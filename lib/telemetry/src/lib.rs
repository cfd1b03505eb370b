#[macro_use]
extern crate lazy_static;
#[macro_use]
extern crate prometheus;

use std::convert::Infallible;

use prometheus::{Encoder, Histogram, HistogramVec, IntCounter, IntCounterVec, TextEncoder};

lazy_static! {
    static ref SUCCESS: IntCounterVec = register_int_counter_vec!(
        "success_counter",
        "Success Count",
        &["app_layer", "class_function"]
    )
    .unwrap();
    static ref FAILURE: IntCounterVec = register_int_counter_vec!(
        "failure_counter",
        "Failure Count",
        &["app_layer", "class_function"]
    )
    .unwrap();
    static ref TIMER: HistogramVec =
        register_histogram_vec!("timer", "Duration", &["app_layer", "class_function"]).unwrap();
}

// This trait allows certain classes of errors to not be considered failures
pub trait IsErr {
    fn is_err(&self) -> bool {
        true
    }
}

impl IsErr for Infallible {
    fn is_err(&self) -> bool {
        false
    }
}

impl IsErr for () {
    fn is_err(&self) -> bool {
        false
    }
}

impl IsErr for Box<dyn std::error::Error> {}

#[derive(Clone)]
pub struct Measure {
    success: IntCounter,
    failure: IntCounter,
    timer: Histogram,
}

impl Measure {
    pub fn new(layer: &str, function: &str) -> Measure {
        Measure {
            success: SUCCESS.with_label_values(&[layer, function]),
            failure: FAILURE.with_label_values(&[layer, function]),
            timer: TIMER.with_label_values(&[layer, function]),
        }
    }

    pub fn stats<F, T, E>(&self, inner: F) -> Result<T, E>
    where
        F: FnOnce() -> Result<T, E>,
        E: IsErr,
    {
        let timer = self.timer.start_timer();
        let r = inner();
        timer.observe_duration();
        match &r {
            Ok(_) => self.success.inc(),
            Err(e) if !e.is_err() => self.success.inc(),
            Err(_) => self.failure.inc(),
        }
        r
    }
}

pub fn encode() -> Result<String, Box<dyn std::error::Error>> {
    let mut buffer = Vec::new();
    let encoder = TextEncoder::new();
    let metric_families = prometheus::gather();
    encoder.encode(&metric_families, &mut buffer)?;
    Ok(String::from_utf8(buffer)?)
}
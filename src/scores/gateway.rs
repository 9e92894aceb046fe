use serde_json::{Map, Value};

use crate::api::ScoreDto;
use crate::error::{GatewayError, ValidationErrors};
use crate::model::{DEFAULT_LEVEL, DEFAULT_PLAYER_NAME, DEFAULT_SCORE, NewHighScore, PLAYER_NAME_MAX_CHARS};
use crate::store::ScoreStore;

/// Number of entries the leaderboard listing returns.
pub const TOP_SCORES_LIMIT: u32 = 10;

const NULL_MSG: &str = "This field may not be null.";
const INVALID_INT_MSG: &str = "A valid integer is required.";

pub struct ScoreGateway<S> {
    store: S,
}

impl<S: ScoreStore> ScoreGateway<S> {
    pub fn new(store: S) -> Self {
        Self { store }
    }

    pub fn store(&self) -> &S {
        &self.store
    }

    pub async fn list_top_scores(&self) -> Result<Vec<ScoreDto>, GatewayError> {
        let records = self.store.query_top(TOP_SCORES_LIMIT).await?;
        Ok(records.into_iter().map(ScoreDto::from).collect())
    }

    pub async fn submit_score(&self, payload: &Value) -> Result<ScoreDto, GatewayError> {
        let new = validate_submission(payload).map_err(GatewayError::Validation)?;
        let record = self.store.insert(new).await?;
        tracing::info!(id = record.id, "stored high score {}", record);
        Ok(ScoreDto::from(record))
    }
}

/// Checks a submission and builds the record to insert.
/// `id`, `timestamp` and unknown keys are never read.
pub fn validate_submission(payload: &Value) -> Result<NewHighScore, ValidationErrors> {
    let mut errors = ValidationErrors::default();

    let Some(fields) = payload.as_object() else {
        errors.add(
            "non_field_errors",
            format!("Invalid data. Expected a dictionary, but got {}.", json_kind(payload)),
        );
        return Err(errors);
    };

    let player_name = player_name_field(fields, &mut errors);
    let score = integer_field(fields, "score", DEFAULT_SCORE, &mut errors);
    let level = integer_field(fields, "level", DEFAULT_LEVEL, &mut errors);

    match (player_name, score, level) {
        (Some(player_name), Some(score), Some(level)) if errors.is_empty() => Ok(NewHighScore {
            player_name,
            score,
            level,
        }),
        _ => Err(errors),
    }
}

fn player_name_field(fields: &Map<String, Value>, errors: &mut ValidationErrors) -> Option<String> {
    const FIELD: &str = "player_name";

    let raw = match fields.get(FIELD) {
        None => return Some(DEFAULT_PLAYER_NAME.to_owned()),
        Some(Value::Null) => {
            errors.add(FIELD, NULL_MSG);
            return None;
        }
        Some(Value::String(s)) => s.trim(),
        Some(_) => {
            errors.add(FIELD, "Not a valid string.");
            return None;
        }
    };

    if raw.is_empty() {
        errors.add(FIELD, "This field may not be blank.");
        return None;
    }
    if raw.contains('\0') {
        errors.add(FIELD, "Null characters are not allowed.");
        return None;
    }
    if raw.chars().count() > PLAYER_NAME_MAX_CHARS {
        errors.add(
            FIELD,
            format!("Ensure this field has no more than {} characters.", PLAYER_NAME_MAX_CHARS),
        );
        return None;
    }

    Some(raw.to_owned())
}

fn integer_field(fields: &Map<String, Value>, field: &str, default: i32, errors: &mut ValidationErrors) -> Option<i32> {
    let parsed = match fields.get(field) {
        None => return Some(default),
        Some(Value::Null) => {
            errors.add(field, NULL_MSG);
            return None;
        }
        Some(Value::Number(n)) => number_to_integer(n),
        Some(Value::String(s)) => parse_integer_str(s),
        Some(_) => None,
    };

    let Some(value) = parsed else {
        errors.add(field, INVALID_INT_MSG);
        return None;
    };

    if value > i64::from(i32::MAX) {
        errors.add(field, format!("Ensure this value is less than or equal to {}.", i32::MAX));
        return None;
    }
    if value < i64::from(i32::MIN) {
        errors.add(field, format!("Ensure this value is greater than or equal to {}.", i32::MIN));
        return None;
    }

    Some(value as i32)
}

fn number_to_integer(n: &serde_json::Number) -> Option<i64> {
    if let Some(v) = n.as_i64() {
        return Some(v);
    }
    if n.is_u64() {
        // above i64::MAX, only reachable as an out-of-range value
        return Some(i64::MAX);
    }
    n.as_f64().and_then(float_to_integer)
}

/// Floats at or above 1e16 print in exponent notation (`1e+16`), which is
/// not an integer literal, so they are invalid rather than out of range.
const FLOAT_EXPONENT_THRESHOLD: f64 = 1e16;

fn float_to_integer(f: f64) -> Option<i64> {
    if !f.is_finite() || f.fract() != 0.0 || f.abs() >= FLOAT_EXPONENT_THRESHOLD {
        return None;
    }
    Some(f as i64)
}

/// Accepts `"12"`, `" 12 "`, `"-3"` and `"12.0"`/`"12.00"`.
fn parse_integer_str(s: &str) -> Option<i64> {
    let s = s.trim();
    let digits = match s.split_once('.') {
        Some((whole, frac)) if frac.chars().all(|c| c == '0') => whole,
        Some(_) => return None,
        None => s,
    };
    if digits.is_empty() || digits == "-" || digits == "+" {
        return None;
    }
    match digits.parse::<i64>() {
        Ok(v) => Some(v),
        // all digits but too long for i64: report as out of range
        Err(_) if digits.trim_start_matches(['-', '+']).chars().all(|c| c.is_ascii_digit()) => {
            Some(if digits.starts_with('-') { i64::MIN } else { i64::MAX })
        }
        Err(_) => None,
    }
}

fn json_kind(value: &Value) -> &'static str {
    match value {
        Value::Null => "null",
        Value::Bool(_) => "bool",
        Value::Number(n) if n.is_f64() => "float",
        Value::Number(_) => "int",
        Value::String(_) => "str",
        Value::Array(_) => "list",
        Value::Object(_) => "dict",
    }
}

+---+

[ASSIGNMENT]:
Repeat each record exactly, leaving nothing out.

[SOLUTION TO THIS EXERCISE]:
filename lib/telemetry/src/lib.rs
repository cfd1b03505eb370b
#[macro_use]
extern crate lazy_static;
#[macro_use]
extern crate prometheus;

use std::convert::Infallible;

use prometheus::{Encoder, Histogram, HistogramVec, IntCounter, IntCounterVec, TextEncoder};

lazy_static! {
    static ref SUCCESS: IntCounterVec = register_int_counter_vec!(
        "success_counter",
        "Success Count",
        &["app_layer", "class_function"]
    )
    .unwrap();
    static ref FAILURE: IntCounterVec = register_int_counter_vec!(
        "failure_counter",
        "Failure Count",
        &["app_layer", "class_function"]
    )
    .unwrap();
    static ref TIMER: HistogramVec =
        register_histogram_vec!("timer", "Duration", &["app_layer", "class_function"]).unwrap();
}

// This trait allows certain classes of errors to not be considered failures
pub trait IsErr {
    fn is_err(&self) -> bool {
        true
    }
}

impl IsErr for Infallible {
    fn is_err(&self) -> bool {
        false
    }
}

impl IsErr for () {
    fn is_err(&self) -> bool {
        false
    }
}

impl IsErr for Box<dyn std::error::Error> {}

#[derive(Clone)]
pub struct Measure {
    success: IntCounter,
    failure: IntCounter,
    timer: Histogram,
}

impl Measure {
    pub fn new(layer: &str, function: &str) -> Measure {
        Measure {
            success: SUCCESS.with_label_values(&[layer, function]),
            failure: FAILURE.with_label_values(&[layer, function]),
            timer: TIMER.with_label_values(&[layer, function]),
        }
    }

    pub fn stats<F, T, E>(&self, inner: F) -> Result<T, E>
    where
        F: FnOnce() -> Result<T, E>,
        E: IsErr,
    {
        let timer = self.timer.start_timer();
        let r = inner();
        timer.observe_duration();
        match &r {
            Ok(_) => self.success.inc(),
            Err(e) if !e.is_err() => self.success.inc(),
            Err(_) => self.failure.inc(),
        }
        r
    }
}

pub fn encode() -> Result<String, Box<dyn std::error::Error>> {
    let mut buffer = Vec::new();
    let encoder = TextEncoder::new();
    let metric_families = prometheus::gather();
    encoder.encode(&metric_families, &mut buffer)?;
    Ok(String::from_utf8(buffer)?)
}
filename src/scores/gateway.rs
repository 9e92894aceb046fe
use serde_json::{Map, Value};

use crate::api::ScoreDto;
use crate::error::{GatewayError, ValidationErrors};
use crate::model::{DEFAULT_LEVEL, DEFAULT_PLAYER_NAME, DEFAULT_SCORE, NewHighScore, PLAYER_NAME_MAX_CHARS};
use crate::store::ScoreStore;

/// Number of entries the leaderboard listing returns.
pub const TOP_SCORES_LIMIT: u32 = 10;

const NULL_MSG: &str = "This field may not be null.";
const INVALID_INT_MSG: &str = "A valid integer is required.";

pub struct ScoreGateway<S> {
    store: S,
}

impl<S: ScoreStore> ScoreGateway<S> {
    pub fn new(store: S) -> Self {
        Self { store }
    }

    pub fn store(&self) -> &S {
        &self.store
    }

    pub async fn list_top_scores(&self) -> Result<Vec<ScoreDto>, GatewayError> {
        let records = self.store.query_top(TOP_SCORES_LIMIT).await?;
        Ok(records.into_iter().map(ScoreDto::from).collect())
    }

    pub async fn submit_score(&self, payload: &Value) -> Result<ScoreDto, GatewayError> {
        let new = validate_submission(payload).map_err(GatewayError::Validation)?;
        let record = self.store.insert(new).await?;
        tracing::info!(id = record.id, "stored high score {}", record);
        Ok(ScoreDto::from(record))
    }
}

/// Checks a submission and builds the record to insert.
/// `id`, `timestamp` and unknown keys are never read.
pub fn validate_submission(payload: &Value) -> Result<NewHighScore, ValidationErrors> {
    let mut errors = ValidationErrors::default();

    let Some(fields) = payload.as_object() else {
        errors.add(
            "non_field_errors",
            format!("Invalid data. Expected a dictionary, but got {}.", json_kind(payload)),
        );
        return Err(errors);
    };

    let player_name = player_name_field(fields, &mut errors);
    let score = integer_field(fields, "score", DEFAULT_SCORE, &mut errors);
    let level = integer_field(fields, "level", DEFAULT_LEVEL, &mut errors);

    match (player_name, score, level) {
        (Some(player_name), Some(score), Some(level)) if errors.is_empty() => Ok(NewHighScore {
            player_name,
            score,
            level,
        }),
        _ => Err(errors),
    }
}

fn player_name_field(fields: &Map<String, Value>, errors: &mut ValidationErrors) -> Option<String> {
    const FIELD: &str = "player_name";

    let raw = match fields.get(FIELD) {
        None => return Some(DEFAULT_PLAYER_NAME.to_owned()),
        Some(Value::Null) => {
            errors.add(FIELD, NULL_MSG);
            return None;
        }
        Some(Value::String(s)) => s.trim(),
        Some(_) => {
            errors.add(FIELD, "Not a valid string.");
            return None;
        }
    };

    if raw.is_empty() {
        errors.add(FIELD, "This field may not be blank.");
        return None;
    }
    if raw.contains('\0') {
        errors.add(FIELD, "Null characters are not allowed.");
        return None;
    }
    if raw.chars().count() > PLAYER_NAME_MAX_CHARS {
        errors.add(
            FIELD,
            format!("Ensure this field has no more than {} characters.", PLAYER_NAME_MAX_CHARS),
        );
        return None;
    }

    Some(raw.to_owned())
}

fn integer_field(fields: &Map<String, Value>, field: &str, default: i32, errors: &mut ValidationErrors) -> Option<i32> {
    let parsed = match fields.get(field) {
        None => return Some(default),
        Some(Value::Null) => {
            errors.add(field, NULL_MSG);
            return None;
        }
        Some(Value::Number(n)) => number_to_integer(n),
        Some(Value::String(s)) => parse_integer_str(s),
        Some(_) => None,
    };

    let Some(value) = parsed else {
        errors.add(field, INVALID_INT_MSG);
        return None;
    };

    if value > i64::from(i32::MAX) {
        errors.add(field, format!("Ensure this value is less than or equal to {}.", i32::MAX));
        return None;
    }
    if value < i64::from(i32::MIN) {
        errors.add(field, format!("Ensure this value is greater than or equal to {}.", i32::MIN));
        return None;
    }

    Some(value as i32)
}

fn number_to_integer(n: &serde_json::Number) -> Option<i64> {
    if let Some(v) = n.as_i64() {
        return Some(v);
    }
    if n.is_u64() {
        // above i64::MAX, only reachable as an out-of-range value
        return Some(i64::MAX);
    }
    n.as_f64().and_then(float_to_integer)
}

/// Floats at or above 1e16 print in exponent notation (`1e+16`), which is
/// not an integer literal, so they are invalid rather than out of range.
const FLOAT_EXPONENT_THRESHOLD: f64 = 1e16;

fn float_to_integer(f: f64) -> Option<i64> {
    if !f.is_finite() || f.fract() != 0.0 || f.abs() >= FLOAT_EXPONENT_THRESHOLD {
        return None;
    }
    Some(f as i64)
}

/// Accepts `"12"`, `" 12 "`, `"-3"` and `"12.0"`/`"12.00"`.
fn parse_integer_str(s: &str) -> Option<i64> {
    let s = s.trim();
    let digits = match s.split_once('.') {
        Some((whole, frac)) if frac.chars().all(|c| c == '0') => whole,
        Some(_) => return None,
        None => s,
    };
    if digits.is_empty() || digits == "-" || digits == "+" {
        return None;
    }
    match digits.parse::<i64>() {
        Ok(v) => Some(v),
        // all digits but too long for i64: report as out of range
        Err(_) if digits.trim_start_matches(['-', '+']).chars().all(|c| c.is_ascii_digit()) => {
            Some(if digits.starts_with('-') { i64::MIN } else { i64::MAX })
        }
        Err(_) => None,
    }
}

fn json_kind(value: &Value) -> &'static str {
    match value {
        Value::Null => "null",
        Value::Bool(_) => "bool",
        Value::Number(n) if n.is_f64() => "float",
        Value::Number(_) => "int",
        Value::String(_) => "str",
        Value::Array(_) => "list",
        Value::Object(_) => "dict",
    }
}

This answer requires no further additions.